Hace muchísimos años, cuando funcionaba la Fundición de Barras de Plata en la Villa de Pasco, aparecieron unos hombres extrañamente misteriosos que fueron a afincarse a extramuros del pueblo. La vida que llevaban era ignorada por la gente. Sólo sabían que los últimos viernes de cada mes, a partir de la medianoche, estos enigmáticos personajes, emitían pavorosos gemidos que eran transportados por un viento silbante en tanto las luces de sus ventanas permanecían iluminadas hasta las primeras claridades del día siguiente: los brujos.
Estas personas que con nadie hablaban evitando compartir una sola palabra con cualquierta, bien pronto se ganaron el desprecio del pueblo.
La villa, siempre rebosante y trabajadora, pronto fue presa de extrañas enfermedades.
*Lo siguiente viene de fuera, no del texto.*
//! Error taxonomy
//!
//! Each component that can fail independently gets its own enum; `EngineError`
//! is the union a caller actually sees coming out of `Engine::run`. Conversion
//! is via `#[from]`, wrapping each source error without re-deriving its
//! variants.

use std::path::PathBuf;

use thiserror::Error;

use crate::buffer::BufferError;

/// Failures from the directory-backed example store.
///
/// These are never propagated as a test failure: the
/// engine logs them at `warn` and degrades to in-memory operation for that
/// run. The type exists so callers who talk to the database directly (e.g.
/// an inspection tool) get a typed error instead of `std::io::Error`.
#[derive(Debug, Error)]
pub enum DatabaseError {
    #[error("io error at {path}: {source}")]
    Io {
        path: PathBuf,
        #[source]
        source: std::io::Error,
    },
    #[error("reproducible blob has version {found}, expected {expected}")]
    BlobVersionMismatch { expected: u8, found: u8 },
    #[error("reproducible blob is malformed: {0}")]
    BlobMalformed(String),
}

/// Failures internal to the shrinker.
#[derive(Debug, Error)]
pub enum ShrinkerError {
    #[error(
        "shrinker invariant violated: accepted move did not strictly decrease shortlex rank"
    )]
    NonDecreasingMove,
}

/// The outcome of one `Engine::run` invocation that isn't a clean pass.
///
/// `Unsatisfied`, `OverrunSaturated`, and `FailingInput` are ordinary,
/// recoverable-by-the-caller outcomes. `DeadlineExceeded` is reported as
/// a `FailingInput` with a dedicated tag by the time it reaches here (the
/// raw variant is kept for callers who want to distinguish it without string
/// matching the tag). `Internal` is fatal.
#[derive(Debug, Error)]
pub enum EngineError {
    #[error(
        "unable to find {valid_count} valid inputs in {iterations} iterations \
         ({invalid_count} invalid, {invalid_ratio:.1}% of iterations)"
    )]
    Unsatisfied {
        valid_count: usize,
        invalid_count: usize,
        iterations: usize,
        invalid_ratio: f64,
    },

    #[error(
        "every generation attempt overran the {buffer_size}-byte buffer; \
         the generator likely needs more room (raise buffer_size)"
    )]
    OverrunSaturated { buffer_size: usize, attempts: usize },

    #[error("falsified after {shrinks} shrink attempt(s), tag {tag:x}: {message}")]
    FailingInput {
        tag: u64,
        message: String,
        shrinks: usize,
        blob: String,
    },

    #[error("predicate exceeded its {deadline_ms}ms deadline")]
    DeadlineExceeded { deadline_ms: u64 },

    #[error(transparent)]
    Buffer(#[from] BufferError),

    #[error(transparent)]
    Shrinker(#[from] ShrinkerError),

    #[error(transparent)]
    Database(#[from] DatabaseError),

    #[error("internal invariant violated: {0}")]
    Internal(String),
}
Las mujeres se fueron hinchando paulatinamente de manera inexorable ante el estupor de sus maridos. Los niños, víctimas de diarreas y vómitos, parecían esqueletos transparentes. Los hombres, pálidos y ojerosos, habían perdido el apetito. Es decir, todo el poblado comenzaba a languidecer. Todo esto era inexplicable para las buenas gentes del lugar.
El problema se hizo más agudo cuando el gobernador de la villa cayó víctima de un extraño mal que consistía en periódicas convulsiones y fuertes dolores de cabeza. No podía pasar alimentos y, misteriosamente, la lengua le fue creciendo hasta sobrepasar la boca y llegar a colgarle hasta el pecho. Esto naturalmente le privó de la palabra.
Pasco, irremediablemente se iba al ocaso. Las pocas gentes que se habían librado de estos males, de la noche a la mañana, habían abandonado sus predios.
La muerte inminente de Pasco habría ocurrido de no pasar por este lugar un cura de Ninagaga que se interesó por el enigma. Piadoso, comprensivo y acucioso fue examinando caso por caso cada uno de los problemas y llegó a la conclusión que los males eran producto del maleficio del demonio traído por los brujos. Inmediatamente, hizo venir alguaciles armados y en compañía de ellos aprehendió a todos los sospechosos de la villa.
Entre los presos estuvieron los misteriosos personajes en número de tres que, castigados públicamente en la plaza y cuando las piras ardían para quemarlos, confesaron ser misioneros del diablo que valiéndose de sortilegios habían contaminado el agua del manantial del que bebía el pueblo. Su único fin era el de apoderarse de la villa para hacerla residencia de los seguidores del demonio y escenario de las satánicas misas negras. Con esta revelación y enviados al Santo Oficio de Lima, los brujos fueron ajusticiados.
Siguiendo las disposiciones eclesiásticas, el sacerdote exorcizó al pueblo y, con misas, novenas y procesiones a la Virgen de las Nieves, Pasco volvió a la normalidad. Con el fin de resguardar la villa, ordenó que se erigiera un monasterio donde fueron enclaustradas las madres nazarenas.
Desde entonces, el pueblo devoto, vivió bajo el amparo de Dios gracias a las venerables madres.